* _What the exercise asks_:
Go through the data below. List every line that holds the word "Path".

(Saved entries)
= = =
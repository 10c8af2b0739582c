//! Neon Drift entry point
//!
//! Headless demo driver. Rendering, audio and real input live in
//! external collaborators; this binary exercises the core at a fixed
//! 60 Hz with scripted intent and reports the run.

use std::path::Path;
use std::time::{SystemTime, UNIX_EPOCH};

use neon_drift::Tuning;
use neon_drift::sim::{GameState, TickInput, tick};

/// One minute of play at 60 Hz
const DEMO_TICKS: u64 = 3600;
const FRAME_MS: f64 = 1000.0 / 60.0;

fn main() {
    env_logger::init();
    log::info!("Neon Drift (headless) starting...");

    let tuning = Tuning::load(Path::new("tuning.json"));
    let seed = SystemTime::now()
        .duration_since(UNIX_EPOCH)
        .map(|d| d.as_millis() as u64)
        .unwrap_or(0xDEC0DE);
    let mut state = GameState::with_tuning(seed, tuning);
    log::info!("Game initialized with seed: {seed}");

    let mut input = TickInput {
        fire: true,
        ..Default::default()
    };
    for t in 0..DEMO_TICKS {
        // Gentle weave keeps the car sweeping through the lanes
        input.move_left = (t / 120) % 2 == 0;
        input.move_right = !input.move_left;

        tick(&mut state, &input, t as f64 * FRAME_MS);

        for event in &state.events {
            log::debug!("tick {t}: {event:?}");
        }
        if state.game_over {
            log::info!("Run ended after {} ticks", state.tick_count);
            break;
        }
    }

    // Same zero-padded score the HUD shows
    println!(
        "score {:06} | health {:3} | fire level {} | enemies on road {}",
        state.score,
        state.health,
        state.fire_level,
        state.enemies.len()
    );
    if state.game_over {
        println!("game over");
    }
}
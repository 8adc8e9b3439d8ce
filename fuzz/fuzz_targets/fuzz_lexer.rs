// smps2bin - An SMPS2ASM music script assembler for Mega Drive sound drivers
// Copyright (C) 2026  Marcel Joachim Kloubert <marcel@kloubert.dev>
//
// This program is free software: you can redistribute it and/or modify
// it under the terms of the GNU Affero General Public License as published by
// the Free Software Foundation, either version 3 of the License, or
// (at your option) any later version.
//
// This program is distributed in the hope that it will be useful,
// but WITHOUT ANY WARRANTY; without even the implied warranty of
// MERCHANTABILITY or FITNESS FOR A PARTICULAR PURPOSE.  See the
// GNU Affero General Public License for more details.
//
// You should have received a copy of the GNU Affero General Public License
// along with this program.  If not, see <https://www.gnu.org/licenses/>.

//! Fuzz target for the smps2bin lexer.
//!
//! Run with:
//!   cargo +nightly fuzz run fuzz_lexer

#![no_main]

use libfuzzer_sys::fuzz_target;

fuzz_target!(|data: &[u8]| {
    if let Ok(source) = std::str::from_utf8(data) {
        if let Ok(lines) = smps2bin::lexer::tokenize(source) {
            for line in &lines {
                if let Some(instruction) = &line.instruction {
                    for arg in &instruction.args {
                        assert_eq!(&source[arg.span.start..arg.span.end], arg.text);
                    }
                }
            }
        }
    }
});
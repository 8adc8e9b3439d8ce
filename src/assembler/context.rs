// smps2bin - An SMPS2ASM music script assembler for Mega Drive sound drivers
// Copyright (C) 2026  Marcel Joachim Kloubert <marcel@kloubert.dev>
//
// This program is free software: you can redistribute it and/or modify
// it under the terms of the GNU Affero General Public License as published by
// the Free Software Foundation, either version 3 of the License, or
// (at your option) any later version.
//
// This program is distributed in the hope that it will be useful,
// but WITHOUT ANY WARRANTY; without even the implied warranty of
// MERCHANTABILITY or FITNESS FOR A PARTICULAR PURPOSE.  See the
// GNU Affero General Public License for more details.
//
// You should have received a copy of the GNU Affero General Public License
// along with this program.  If not, see <https://www.gnu.org/licenses/>.

//! Per-run assembly state.

use super::stream::OutputStream;
use crate::driver::DriverVersion;
use crate::encoder::{OpcodeInfo, VoiceAccumulator};
use crate::lexer::Instruction;

/// A voice setter that ran with placeholder operands.
#[derive(Debug, Clone, PartialEq, Eq)]
pub struct PendingVoiceSetter {
    pub info: OpcodeInfo,
    pub instruction: Instruction,
}

/// State established by `smpsHeaderStartSong` and the voice setters.
///
/// Deferred instructions snapshot this so a second-pass re-encode sees
/// what the first pass saw.
#[derive(Debug, Clone, Default, PartialEq, Eq)]
pub struct SongState {
    /// Driver the song was written for.
    pub source: Option<DriverVersion>,
    /// SMPS2ASM format version the song uses.
    pub format_version: Option<u32>,
    /// Logical address of the song header.
    pub song_start: Option<u32>,
    /// FM voice parameters collected so far.
    pub voice: VoiceAccumulator,
    /// Number of voices finished since the song start.
    pub voice_index: u32,
    /// Setters whose values in `voice` are still placeholders.
    pub pending_voice: Vec<PendingVoiceSetter>,
}

impl SongState {
    /// Note that a voice setter ran. A setter overwrites every field an
    /// earlier setter of the same kind wrote, so only the latest one counts.
    pub fn record_voice_setter(
        &mut self,
        info: OpcodeInfo,
        instruction: &Instruction,
        provisional: bool,
    ) {
        self.pending_voice
            .retain(|pending| pending.info.opcode != info.opcode);
        if provisional {
            self.pending_voice.push(PendingVoiceSetter {
                info,
                instruction: instruction.clone(),
            });
        }
    }

    /// True while some voice field holds a placeholder.
    pub fn has_pending_voice(&self) -> bool {
        !self.pending_voice.is_empty()
    }
}

/// Everything an encoder may read or change during one run.
#[derive(Debug)]
pub struct AssemblyContext {
    pub target: DriverVersion,
    pub stream: OutputStream,
    pub song: SongState,
}

impl AssemblyContext {
    pub fn new(target: DriverVersion, base_offset: u32) -> Self {
        Self {
            target,
            stream: OutputStream::new(base_offset),
            song: SongState::default(),
        }
    }

    /// Logical address of the next byte to be written.
    pub fn logical_address(&self) -> u32 {
        self.stream.logical_address()
    }
}
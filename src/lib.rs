// smps2bin - An SMPS2ASM music script assembler for Mega Drive sound drivers
// Copyright (C) 2026  Marcel Joachim Kloubert <marcel@kloubert.dev>
//
// This program is free software: you can redistribute it and/or modify
// it under the terms of the GNU Affero General Public License as published by
// the Free Software Foundation, either version 3 of the License, or
// (at your option) any later version.
//
// This program is distributed in the hope that it will be useful,
// but WITHOUT ANY WARRANTY; without even the implied warranty of
// MERCHANTABILITY or FITNESS FOR A PARTICULAR PURPOSE.  See the
// GNU Affero General Public License for more details.
//
// You should have received a copy of the GNU Affero General Public License
// along with this program.  If not, see <https://www.gnu.org/licenses/>.

//! SMPS2ASM assembler library
//!
//! Assembles SMPS2ASM music scripts into the binary song format of the
//! Sega Mega Drive SMPS sound drivers (Sonic 1, Sonic 2, Sonic 3 & Knuckles,
//! Sonic 3D Blast and Flamewing's extended driver). A song written for one
//! driver can be assembled for another; the assembler converts tempos,
//! pitches, voices and coordination flags along the way.
//!
//! # Modules
//!
//! - [`error`] - Error and warning types, diagnostic rendering
//! - [`lexer`] - Splitting source lines into labels, mnemonics and arguments
//! - [`symbols`] - Symbol table, literals and the default dictionary
//! - [`driver`] - Driver versions and families
//! - [`convert`] - Cross-driver value conversions
//! - [`encoder`] - Per-mnemonic byte encoding
//! - [`assembler`] - Two-pass assembly with forward references
//! - [`output`] - Writing binaries
//! - [`watch`] - Re-assembly on file change
//!
//! # Example
//!
//! ```no_run
//! use smps2bin::{assemble, AssemblerOptions, DriverVersion};
//!
//! let source = "Song:\tsmpsHeaderStartSong 2\n\tsmpsStop\n";
//! let options = AssemblerOptions::new(DriverVersion::SONIC_3);
//! match assemble(source, &options) {
//!     Ok(assembly) => println!("{} bytes", assembly.code.len()),
//!     Err(errors) => eprintln!("{}", errors),
//! }
//! ```

pub mod assembler;
pub mod convert;
pub mod driver;
pub mod encoder;
pub mod error;
pub mod lexer;
pub mod output;
pub mod symbols;
pub mod watch;

pub use assembler::{Assembler, AssemblerOptions, Assembly, ErrorPolicy};
pub use driver::DriverVersion;
pub use error::{
    format_error, format_warning, CompileError, CompileWarning, ErrorCode, Errors, Result,
    Span, WarningCode,
};

/// The version of the assembler.
pub const VERSION: &str = env!("CARGO_PKG_VERSION");

/// The name of the assembler.
pub const NAME: &str = "smps2bin";

/// Assemble SMPS2ASM source text.
///
/// Runs the lexer and both assembly passes. On success the binary is
/// returned together with any warnings; on failure every recorded error is
/// returned and no binary is produced.
pub fn assemble(
    source: &str,
    options: &AssemblerOptions,
) -> std::result::Result<Assembly, Errors> {
    let lines = lexer::tokenize(source)?;
    Assembler::new(*options).run(&lines)
}

#[cfg(test)]
mod tests {
    use super::*;

    #[test]
    fn test_version() {
        assert!(!VERSION.is_empty());
    }

    #[test]
    fn test_name() {
        assert_eq!(NAME, "smps2bin");
    }

    #[test]
    fn test_assemble_minimal_song() {
        let source = "Song:\tsmpsHeaderStartSong 2\n\tsmpsStop\n";
        let assembly = assemble(source, &AssemblerOptions::new(DriverVersion::SONIC_3)).unwrap();
        assert_eq!(assembly.code, vec![0xF2]);
        assert!(assembly.warnings.is_empty());
    }

    #[test]
    fn test_assemble_reports_lexer_errors() {
        let errors = assemble("\tdc.b 1 2\n", &AssemblerOptions::new(DriverVersion::SONIC_1))
            .unwrap_err();
        assert_eq!(errors.first().unwrap().code, ErrorCode::ExpectedComma);
    }
}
= = =
* _Exercise response_:
use std::path::Path;
    let tuning = Tuning::load(Path::new("tuning.json"));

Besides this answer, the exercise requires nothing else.